> **DIRECTIONS FOR THIS TASK**:
In the data below, find every line with the word "sexo" and copy it out.

╭─ TASK INPUTS

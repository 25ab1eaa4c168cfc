//! Run-directory artifact layout, hand-rolled CSV I/O, telemetry sink, and
//! IUID-map bookkeeping shared by every dcmrelay workflow (spec §4.2-4.3,
//! §11).

pub mod checkpoint;
pub mod csv_io;
pub mod csv_record;
pub mod error;
pub mod events;
pub mod iuid_map;
pub mod layout;

pub use csv_record::CsvRecord;
pub use error::ArtifactError;
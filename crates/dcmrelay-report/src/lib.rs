//! The Report Exporter (spec §4.8/§4.9): per-file (mode A) or per-study
//! (mode C) CSV export of already-sent files' archive metadata. Grounded on
//! `original_source/.../workflows/validation.py::export_complete_report`.

pub mod error;

use std::collections::{BTreeMap, HashMap};
use std::sync::atomic::{AtomicBool, Ordering};

use camino::{Utf8Path, Utf8PathBuf};
use dcmrelay_artifact::csv_io::{read_csv_rows, write_csv_table};
use dcmrelay_artifact::iuid_map::{apply_send_result_updates, build_iuid_map_from_send_rows, merge_iuid_map_from_legacy_file, IuidMapEntry};
use dcmrelay_artifact::layout::resolve_run_artifact_path_with_legacy;
use dcmrelay_config::Config;
use dcmrelay_driver::driver::Driver;
use dcmrelay_rest::{RestClient, ReportFields};
use dcmrelay_types::record::{ReportRowA, ReportRowC, SendResultRow};
use dcmrelay_types::{ReportMode, SendStatus};

pub use error::ReportError;

const STATUS_OK: &str = "OK";
const STATUS_ERR: &str = "ERRO";

pub struct ReportOptions<'a> {
    pub cfg: &'a Config,
    pub driver: &'a dyn Driver,
    pub run_id: &'a str,
    pub mode: ReportMode,
}

#[derive(Debug, Clone)]
pub struct ReportOutcome {
    pub run_id: String,
    pub report_file: Utf8PathBuf,
    pub rows: u64,
    pub ok: u64,
    pub erro: u64,
}

/// One fully-resolved archive-backed field set plus status, keyed by IUID.
struct IuidLookup {
    fields: ReportFields,
    status: &'static str,
    detail: String,
}

/// Run the report export for `opts.run_id` against already-sent files.
pub async fn export_report(
    opts: &ReportOptions<'_>,
    runs_base: &Utf8Path,
    cancelled: &AtomicBool,
    mut progress: impl FnMut(&str),
) -> Result<ReportOutcome, ReportError> {
    let run_id = opts.run_id;
    let run_dir = runs_base.join(run_id);
    if !run_dir.is_dir() {
        return Err(ReportError::RunNotFound(run_dir));
    }

    let send_results_path = resolve_run_artifact_path_with_legacy(&run_dir, "send_results_by_file.csv", true, true)
        .map_err(artifact_io_err(&run_dir))?;
    if !send_results_path.exists() {
        return Err(ReportError::SendResultsMissing(send_results_path));
    }
    let legacy_iuid_map_path = resolve_run_artifact_path_with_legacy(&run_dir, "file_iuid_map.csv", false, true)
        .map_err(artifact_io_err(&run_dir))?;

    let send_rows: Vec<SendResultRow> =
        read_csv_rows(&send_results_path)?.into_iter().filter(|r| r.run_id == run_id).collect();
    let mut map_by_file = build_iuid_map_from_send_rows(&send_rows);
    merge_iuid_map_from_legacy_file(&mut map_by_file, &legacy_iuid_map_path)?;

    let sent_ok_rows: Vec<&SendResultRow> = send_rows.iter().filter(|r| r.send_status == SendStatus::SentOk).collect();
    if sent_ok_rows.is_empty() {
        return Err(ReportError::NothingToExport);
    }

    let mut updates_by_file: HashMap<String, IuidMapEntry> = HashMap::new();
    let mut report_records: Vec<(String, String)> = Vec::new();
    for row in &sent_ok_rows {
        let fp = row.file_path.trim();
        if fp.is_empty() {
            continue;
        }
        let iuid = map_by_file.get(fp).map(|e| e.sop_instance_uid.clone()).unwrap_or_default();
        let iuid = if iuid.is_empty() {
            let meta = opts.driver.extract_metadata(Utf8Path::new(fp));
            if meta.is_ok() {
                let entry = IuidMapEntry {
                    sop_instance_uid: meta.sop_instance_uid.clone(),
                    source_ts_uid: meta.source_ts_uid.clone(),
                    source_ts_name: meta.source_ts_name.clone(),
                    extract_status: "REPORT_EXPORT_OK".to_string(),
                };
                map_by_file.insert(fp.to_string(), entry.clone());
                updates_by_file.insert(fp.to_string(), entry);
                meta.sop_instance_uid
            } else {
                progress(&format!("IUID ausente para arquivo no relatorio: {fp}"));
                String::new()
            }
        } else {
            iuid
        };
        report_records.push((fp.to_string(), iuid));
    }
    apply_send_result_updates(&send_results_path, run_id, &updates_by_file)?;

    let mut unique_iuids: Vec<String> =
        report_records.iter().map(|(_, iuid)| iuid.clone()).filter(|i| !i.is_empty()).collect();
    unique_iuids.sort();
    unique_iuids.dedup();
    progress(&format!("IUIDs unicos para consulta: {}", unique_iuids.len()));

    let rest_client = RestClient::new()?;
    let mut iuid_data: HashMap<String, IuidLookup> = HashMap::new();
    let mut checked = 0u64;
    for iuid in &unique_iuids {
        if cancelled.load(Ordering::SeqCst) {
            return Err(ReportError::Cancelled);
        }
        let query = rest_client.query_instance(&opts.cfg.pacs_rest_host, &opts.cfg.aet_dest, iuid).await;
        let status = if query.api_found() { STATUS_OK } else { STATUS_ERR };
        let detail = query.detail.clone();
        iuid_data.insert(iuid.clone(), IuidLookup { fields: ReportFields::from_dataset(&query.dataset), status, detail });
        checked += 1;
        if checked % 100 == 0 {
            progress(&format!("progresso relatorio: {checked}/{} iuids consultados", unique_iuids.len()));
        }
    }

    let rows_a: Vec<ReportRowA> = report_records
        .into_iter()
        .map(|(file_path, sop_instance_uid)| {
            let (fields, status, query_detail) = match iuid_data.get(&sop_instance_uid) {
                Some(lookup) => (lookup.fields.clone(), lookup.status.to_string(), lookup.detail.clone()),
                None => (ReportFields::default(), STATUS_ERR.to_string(), String::new()),
            };
            let detail = if sop_instance_uid.is_empty() { "IUID ausente".to_string() } else { query_detail };
            ReportRowA {
                run_id: run_id.to_string(),
                file_path,
                sop_instance_uid,
                nome_paciente: fields.patient_name,
                data_nascimento: fields.birth_date,
                prontuario: fields.patient_id,
                accession_number: fields.accession_number,
                sexo: fields.sex,
                data_exame: fields.study_date,
                descricao_exame: fields.study_description,
                study_uid: fields.study_uid,
                status,
                detail,
            }
        })
        .collect();

    match opts.mode {
        ReportMode::PerFile => {
            let report_file = resolve_run_artifact_path_with_legacy(&run_dir, "validation_full_report_A.csv", true, false)
                .map_err(artifact_io_err(&run_dir))?;
            write_csv_table(&report_file, &rows_a)?;
            let ok = rows_a.iter().filter(|r| r.status == STATUS_OK).count() as u64;
            let erro = rows_a.len() as u64 - ok;
            progress(&format!("relatorio A exportado: {report_file} | linhas={} ok={ok} erro={erro}", rows_a.len()));
            Ok(ReportOutcome { run_id: run_id.to_string(), report_file, rows: rows_a.len() as u64, ok, erro })
        }
        ReportMode::PerStudy => {
            let rows_c = aggregate_per_study(run_id, &rows_a);
            let report_file = resolve_run_artifact_path_with_legacy(&run_dir, "validation_full_report_C.csv", true, false)
                .map_err(artifact_io_err(&run_dir))?;
            write_csv_table(&report_file, &rows_c)?;
            let ok = rows_c.iter().filter(|r| r.status == STATUS_OK).count() as u64;
            let erro = rows_c.len() as u64 - ok;
            progress(&format!("relatorio C exportado: {report_file} | linhas={} ok={ok} erro={erro}", rows_c.len()));
            Ok(ReportOutcome { run_id: run_id.to_string(), report_file, rows: rows_c.len() as u64, ok, erro })
        }
    }
}

/// Group per-file rows by `study_uid`, falling back to a per-record key when
/// `study_uid` is empty so files that never resolved a study still surface
/// one aggregate row each (spec §4.9, grounded on `export_complete_report`'s
/// `__ERRO__` fallback key).
fn aggregate_per_study(run_id: &str, rows_a: &[ReportRowA]) -> Vec<ReportRowC> {
    let mut grouped: BTreeMap<String, ReportRowC> = BTreeMap::new();
    for row in rows_a {
        let study_uid = row.study_uid.trim();
        let key = if study_uid.is_empty() {
            format!("__ERRO__{}", if !row.sop_instance_uid.is_empty() { &row.sop_instance_uid } else { &row.file_path })
        } else {
            study_uid.to_string()
        };
        let agg = grouped.entry(key).or_insert_with(|| ReportRowC {
            run_id: run_id.to_string(),
            study_uid: study_uid.to_string(),
            nome_paciente: String::new(),
            data_nascimento: String::new(),
            prontuario: String::new(),
            accession_number: String::new(),
            sexo: String::new(),
            data_exame: String::new(),
            descricao_exame: String::new(),
            status: STATUS_OK.to_string(),
            total_arquivos: 0,
        });
        agg.total_arquivos += 1;
        if agg.nome_paciente.is_empty() {
            agg.nome_paciente = row.nome_paciente.clone();
        }
        if agg.data_nascimento.is_empty() {
            agg.data_nascimento = row.data_nascimento.clone();
        }
        if agg.prontuario.is_empty() {
            agg.prontuario = row.prontuario.clone();
        }
        if agg.accession_number.is_empty() {
            agg.accession_number = row.accession_number.clone();
        }
        if agg.sexo.is_empty() {
            agg.sexo = row.sexo.clone();
        }
        if agg.data_exame.is_empty() {
            agg.data_exame = row.data_exame.clone();
        }
        if agg.descricao_exame.is_empty() {
            agg.descricao_exame = row.descricao_exame.clone();
        }
        if agg.study_uid.is_empty() {
            agg.study_uid = study_uid.to_string();
        }
        if row.status == STATUS_ERR {
            agg.status = STATUS_ERR.to_string();
        }
    }
    grouped.into_values().collect()
}

fn artifact_io_err(run_dir: &Utf8Path) -> impl Fn(std::io::Error) -> ReportError + '_ {
    move |source| ReportError::Artifact(dcmrelay_artifact::ArtifactError::Write { path: run_dir.to_path_buf(), source })
}
use std::path::Path;

use camino::Utf8PathBuf;

use crate::error::ConfigError;

use super::model::Config;

/// On-disk TOML shape. A plain flat mirror of [`Config`] with every field
/// optional, so a partial file only overrides what it mentions.
#[derive(Debug, Default, serde::Deserialize)]
#[serde(deny_unknown_fields)]
pub(super) struct TomlConfig {
    pub toolkit: Option<dcmrelay_types::Toolkit>,
    pub aet_source: Option<String>,
    pub aet_dest: Option<String>,
    pub pacs_host: Option<String>,
    pub pacs_port: Option<u16>,
    pub pacs_rest_host: Option<String>,
    pub runs_base_dir: Option<String>,
    pub batch_size_default: Option<u64>,
    pub allowed_extensions: Option<String>,
    pub restrict_extensions: Option<bool>,
    pub include_no_extension: Option<bool>,
    pub collect_size_bytes: Option<bool>,
    pub ts_mode: Option<dcmrelay_types::TsMode>,
    pub toolf_send_mode: Option<dcmrelay_types::ToolFSendMode>,
    pub toolf_iuid_update_mode: Option<dcmrelay_types::ToolFIuidUpdateMode>,
    pub toolf_use_shell_wrapper: Option<bool>,
    pub toolf_prefer_java_direct: Option<bool>,
}

/// Search upward from `start_dir` for `dcmrelay.toml`, stopping at a
/// repository root marker or the filesystem root.
pub fn discover_config_file_from(start_dir: &Path) -> Option<Utf8PathBuf> {
    let mut current = start_dir.to_path_buf();

    loop {
        let candidate = current.join("dcmrelay.toml");
        if candidate.exists() {
            return Utf8PathBuf::from_path_buf(candidate).ok();
        }

        if current.join(".git").exists() || current.parent().is_none() {
            return None;
        }

        current = current
            .parent()
            .expect("checked above that parent exists")
            .to_path_buf();
    }
}

/// Load and parse a TOML config file. A missing file is not an error here —
/// callers decide whether an explicit `--config` path must exist.
pub(super) fn load_config_file(path: &Utf8PathBuf) -> Result<TomlConfig, ConfigError> {
    let content = std::fs::read_to_string(path).map_err(|source| ConfigError::Read {
        path: path.to_string(),
        source,
    })?;
    toml::from_str(&content).map_err(|source| ConfigError::Parse {
        path: path.to_string(),
        source,
    })
}

impl TomlConfig {
    /// Apply every field this file actually set onto `base`.
    pub(super) fn apply_onto(self, base: &mut Config) {
        if let Some(v) = self.toolkit {
            base.toolkit = v;
        }
        if let Some(v) = self.aet_source {
            base.aet_source = v;
        }
        if let Some(v) = self.aet_dest {
            base.aet_dest = v;
        }
        if let Some(v) = self.pacs_host {
            base.pacs_host = v;
        }
        if let Some(v) = self.pacs_port {
            base.pacs_port = v;
        }
        if let Some(v) = self.pacs_rest_host {
            base.pacs_rest_host = v;
        }
        if let Some(v) = self.runs_base_dir {
            base.runs_base_dir = v;
        }
        if let Some(v) = self.batch_size_default {
            base.batch_size_default = v;
        }
        if let Some(v) = self.allowed_extensions {
            base.allowed_extensions = v;
        }
        if let Some(v) = self.restrict_extensions {
            base.restrict_extensions = v;
        }
        if let Some(v) = self.include_no_extension {
            base.include_no_extension = v;
        }
        if let Some(v) = self.collect_size_bytes {
            base.collect_size_bytes = v;
        }
        if let Some(v) = self.ts_mode {
            base.ts_mode = v;
        }
        if let Some(v) = self.toolf_send_mode {
            base.toolf_send_mode = v;
        }
        if let Some(v) = self.toolf_iuid_update_mode {
            base.toolf_iuid_update_mode = v;
        }
        if let Some(v) = self.toolf_use_shell_wrapper {
            base.toolf_use_shell_wrapper = v;
        }
        if let Some(v) = self.toolf_prefer_java_direct {
            base.toolf_prefer_java_direct = v;
        }
    }
}
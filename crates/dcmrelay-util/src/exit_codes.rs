//! Process exit codes (§10.1 exit code table).
//!
//! | Code | Meaning |
//! |---|---|
//! | 0 | success / terminal PASS or PASS_WITH_WARNINGS |
//! | 1 | internal/unexpected error |
//! | 2 | invalid CLI arguments or configuration |
//! | 3 | toolkit not located / Java unavailable |
//! | 4 | run directory already locked by another process |
//! | 5 | workflow reported FAIL |
//! | 130 | interrupted (cancellation) |

#[derive(Debug, Clone, Copy, PartialEq, Eq)]
pub struct ExitCode(i32);

impl ExitCode {
    pub const SUCCESS: ExitCode = ExitCode(0);
    pub const INTERNAL: ExitCode = ExitCode(1);
    pub const CLI_ARGS: ExitCode = ExitCode(2);
    pub const TOOLKIT_NOT_LOCATED: ExitCode = ExitCode(3);
    pub const LOCK_HELD: ExitCode = ExitCode(4);
    pub const WORKFLOW_FAILED: ExitCode = ExitCode(5);
    pub const INTERRUPTED: ExitCode = ExitCode(130);

    #[must_use]
    pub const fn as_i32(self) -> i32 {
        self.0
    }

    #[must_use]
    pub const fn from_i32(code: i32) -> Self {
        ExitCode(code)
    }
}

impl From<i32> for ExitCode {
    fn from(code: i32) -> Self {
        ExitCode(code)
    }
}

impl From<ExitCode> for i32 {
    fn from(code: ExitCode) -> Self {
        code.0
    }
}

#[cfg(test)]
mod tests {
    use super::*;

    #[test]
    fn constants_match_documented_table() {
        assert_eq!(ExitCode::SUCCESS.as_i32(), 0);
        assert_eq!(ExitCode::INTERNAL.as_i32(), 1);
        assert_eq!(ExitCode::CLI_ARGS.as_i32(), 2);
        assert_eq!(ExitCode::TOOLKIT_NOT_LOCATED.as_i32(), 3);
        assert_eq!(ExitCode::LOCK_HELD.as_i32(), 4);
        assert_eq!(ExitCode::WORKFLOW_FAILED.as_i32(), 5);
        assert_eq!(ExitCode::INTERRUPTED.as_i32(), 130);
    }

    #[test]
    fn round_trips_through_i32() {
        let code: ExitCode = 5.into();
        let back: i32 = code.into();
        assert_eq!(back, 5);
    }
}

╰─

> **YOUR SOLUTION**:
                sexo: fields.sex,
            sexo: String::new(),
        if agg.sexo.is_empty() {
            agg.sexo = row.sexo.clone();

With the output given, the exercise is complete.